Then the first step needs to be acquiring some basic knowledge of electronics. You aren't going to get very far without it.

> i've found a xenon tube:RM8059F with this info
> 4800 J -energy (im guessing higher is brighter?)
That's way too large for short flashes. Typical 20-30mm tubes are rated at 20-100J per pulse. 4800J/400us = 12MW. (4800J is ~3x the energy of an M-16 round).

> 600 -vmax (guessing max before bad stuff happens)
You can probably exceed that for short pulses. The limiting factor is the point at which the tube triggers without an applied trigger pulse (which are usually ~5kV).

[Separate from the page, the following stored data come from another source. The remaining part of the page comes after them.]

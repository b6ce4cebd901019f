use std::collections::HashMap;

use chrono::Utc;
use models::{service, service_category};
use sea_orm::{ActiveModelTrait, ColumnTrait, DatabaseConnection, EntityTrait, QueryFilter, QueryOrder, Set};
use serde::{Deserialize, Serialize};
use uuid::Uuid;

use crate::access::{Actor, Permission};
use crate::errors::ServiceError;

#[derive(Clone, Debug, Deserialize)]
pub struct CategoryInput {
    pub name: String,
    #[serde(default)]
    pub description: Option<String>,
    #[serde(default)]
    pub parent_id: Option<Uuid>,
}

#[derive(Clone, Debug, Serialize, PartialEq)]
pub struct CategoryNode {
    #[serde(flatten)]
    pub category: service_category::Model,
    pub children: Vec<CategoryNode>,
}

/// Arrange a flat list into root nodes with nested subcategories.
///
/// Rows whose parent is missing from the list are treated as roots.
pub fn build_tree(categories: Vec<service_category::Model>) -> Vec<CategoryNode> {
    let known: std::collections::HashSet<Uuid> = categories.iter().map(|c| c.id).collect();
    let mut by_parent: HashMap<Option<Uuid>, Vec<service_category::Model>> = HashMap::new();
    for c in categories {
        let parent = c.parent_id.filter(|p| known.contains(p));
        by_parent.entry(parent).or_default().push(c);
    }
    fn attach(parent: Option<Uuid>, by_parent: &mut HashMap<Option<Uuid>, Vec<service_category::Model>>) -> Vec<CategoryNode> {
        let mut level = by_parent.remove(&parent).unwrap_or_default();
        level.sort_by(|a, b| a.name.cmp(&b.name));
        level
            .into_iter()
            .map(|category| {
                let children = attach(Some(category.id), by_parent);
                CategoryNode { category, children }
            })
            .collect()
    }
    attach(None, &mut by_parent)
}

/// True when making `new_parent` the parent of `id` would close a loop.
pub fn would_create_cycle(categories: &[service_category::Model], id: Uuid, new_parent: Uuid) -> bool {
    let parents: HashMap<Uuid, Option<Uuid>> = categories.iter().map(|c| (c.id, c.parent_id)).collect();
    let mut cursor = Some(new_parent);
    let mut steps = 0;
    while let Some(current) = cursor {
        if current == id {
            return true;
        }
        steps += 1;
        if steps > parents.len() {
            return true;
        }
        cursor = parents.get(&current).copied().flatten();
    }
    false
}

pub async fn list_tree(db: &DatabaseConnection) -> Result<Vec<CategoryNode>, ServiceError> {
    let all = service_category::Entity::find().order_by_asc(service_category::Column::Name).all(db).await?;
    Ok(build_tree(all))
}

pub async fn get(db: &DatabaseConnection, id: Uuid) -> Result<service_category::Model, ServiceError> {
    service_category::Entity::find_by_id(id).one(db).await?.ok_or_else(|| ServiceError::not_found("category"))
}

async fn ensure_parent(db: &DatabaseConnection, parent_id: Option<Uuid>) -> Result<(), ServiceError> {
    if let Some(parent) = parent_id {
        if service_category::Entity::find_by_id(parent).one(db).await?.is_none() {
            return Err(ServiceError::Validation("parent category does not exist".into()));
        }
    }
    Ok(())
}

pub async fn create(db: &DatabaseConnection, actor: &Actor, input: CategoryInput) -> Result<service_category::Model, ServiceError> {
    actor.require(Permission::ManageCategories)?;
    ensure_parent(db, input.parent_id).await?;
    Ok(service_category::create(db, &input.name, input.description, input.parent_id, actor.user_id).await?)
}

pub async fn update(db: &DatabaseConnection, actor: &Actor, id: Uuid, input: CategoryInput) -> Result<service_category::Model, ServiceError> {
    actor.require(Permission::ManageCategories)?;
    service_category::validate_name(&input.name)?;
    let found = get(db, id).await?;
    if let Some(parent) = input.parent_id {
        let all = service_category::Entity::find().all(db).await?;
        if !all.iter().any(|c| c.id == parent) {
            return Err(ServiceError::Validation("parent category does not exist".into()));
        }
        if would_create_cycle(&all, id, parent) {
            return Err(ServiceError::Validation("a category cannot be nested under itself".into()));
        }
    }
    let mut am: service_category::ActiveModel = found.into();
    am.name = Set(input.name.trim().to_string());
    am.description = Set(input.description);
    am.parent_id = Set(input.parent_id);
    am.last_updated_by = Set(Some(actor.user_id));
    am.updated_at = Set(Utc::now().into());
    Ok(am.update(db).await?)
}

/// Refused while the category still has subcategories or services.
pub async fn delete(db: &DatabaseConnection, actor: &Actor, id: Uuid) -> Result<(), ServiceError> {
    actor.require(Permission::ManageCategories)?;
    let found = get(db, id).await?;
    let child = service_category::Entity::find()
        .filter(service_category::Column::ParentId.eq(found.id))
        .one(db)
        .await?;
    if child.is_some() {
        return Err(ServiceError::Conflict("category has subcategories".into()));
    }
    let offered = service::Entity::find().filter(service::Column::CategoryId.eq(found.id)).one(db).await?;
    if offered.is_some() {
        return Err(ServiceError::Conflict("category has services".into()));
    }
    service_category::Entity::delete_by_id(found.id).exec(db).await?;
    Ok(())
}

#[cfg(test)]
mod tests {
    use super::*;
    use crate::test_support::{fixtures, mock_db};
    use models::user::Role;

    #[test]
    fn tree_nests_children_under_parents() {
        let root = fixtures::category(None);
        let child = fixtures::category(Some(root.id));
        let grandchild = fixtures::category(Some(child.id));
        let orphan = fixtures::category(Some(Uuid::new_v4()));
        let tree = build_tree(vec![grandchild.clone(), orphan.clone(), child.clone(), root.clone()]);
        assert_eq!(tree.len(), 2);
        let root_node = tree.iter().find(|n| n.category.id == root.id).unwrap();
        assert_eq!(root_node.children[0].category.id, child.id);
        assert_eq!(root_node.children[0].children[0].category.id, grandchild.id);
        assert!(tree.iter().any(|n| n.category.id == orphan.id));
    }

    #[test]
    fn cycle_detection() {
        let a = fixtures::category(None);
        let b = fixtures::category(Some(a.id));
        let c = fixtures::category(Some(b.id));
        let all = vec![a.clone(), b.clone(), c.clone()];
        assert!(would_create_cycle(&all, a.id, c.id));
        assert!(would_create_cycle(&all, a.id, a.id));
        assert!(!would_create_cycle(&all, c.id, a.id));
    }

    #[tokio::test]
    async fn delete_refused_with_subcategories() {
        let parent = fixtures::category(None);
        let child = fixtures::category(Some(parent.id));
        let db = mock_db()
            .append_query_results([vec![parent.clone()]])
            .append_query_results([vec![child]])
            .into_connection();
        let moderator = Actor::new(Uuid::new_v4(), Role::Moderador);
        let err = delete(&db, &moderator, parent.id).await.unwrap_err();
        assert!(matches!(err, ServiceError::Conflict(_)));
    }

    #[tokio::test]
    async fn clients_cannot_create_categories() {
        let db = mock_db().into_connection();
        let client = Actor::new(Uuid::new_v4(), Role::Cliente);
        let input = CategoryInput { name: "Jardinagem".into(), description: None, parent_id: None };
        assert!(create(&db, &client, input).await.unwrap_err().is_hidden());
    }
}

> Guessing i'd need a Capacitor:
Yup. If you were to connect it to a steady 500V source then trigger it, it will conduct until it fails. So you trickle-charge a capacitor so that there's only a finite amount of energy available for each pulse.

> ZS-1052/1
This is the trigger transformer.

A typical flash tube has three pins: an electrode at the end of each tube and another one (for the trigger pulse) at the side. You charge a capacitor which is connected between the end electrodes. You then apply a pulse of a few hundred volts to the primary of the trigger transformer, which generates a pulse of a few thousand volts on the secondary, which is connected to the tube's trigger electrode. This ionises the gas, causing it to conduct. The energy stored in the capacitor discharges through the gas, producing a flash. Once the capacitor is empty, conduction stops, the gas de-ionises, and you start over.

This site provides a reasonable overview:
http://www.bristolwatch.com/ele/

> No clue how much power i'd need/ if theres an easy powersupply.
It's fairly simple to generate 340V DC from 120V AC mains, or 680V DC from 240V mains. Battery-powered flashes use some form of switching regulator to generate high-voltage DC from low-voltage DC.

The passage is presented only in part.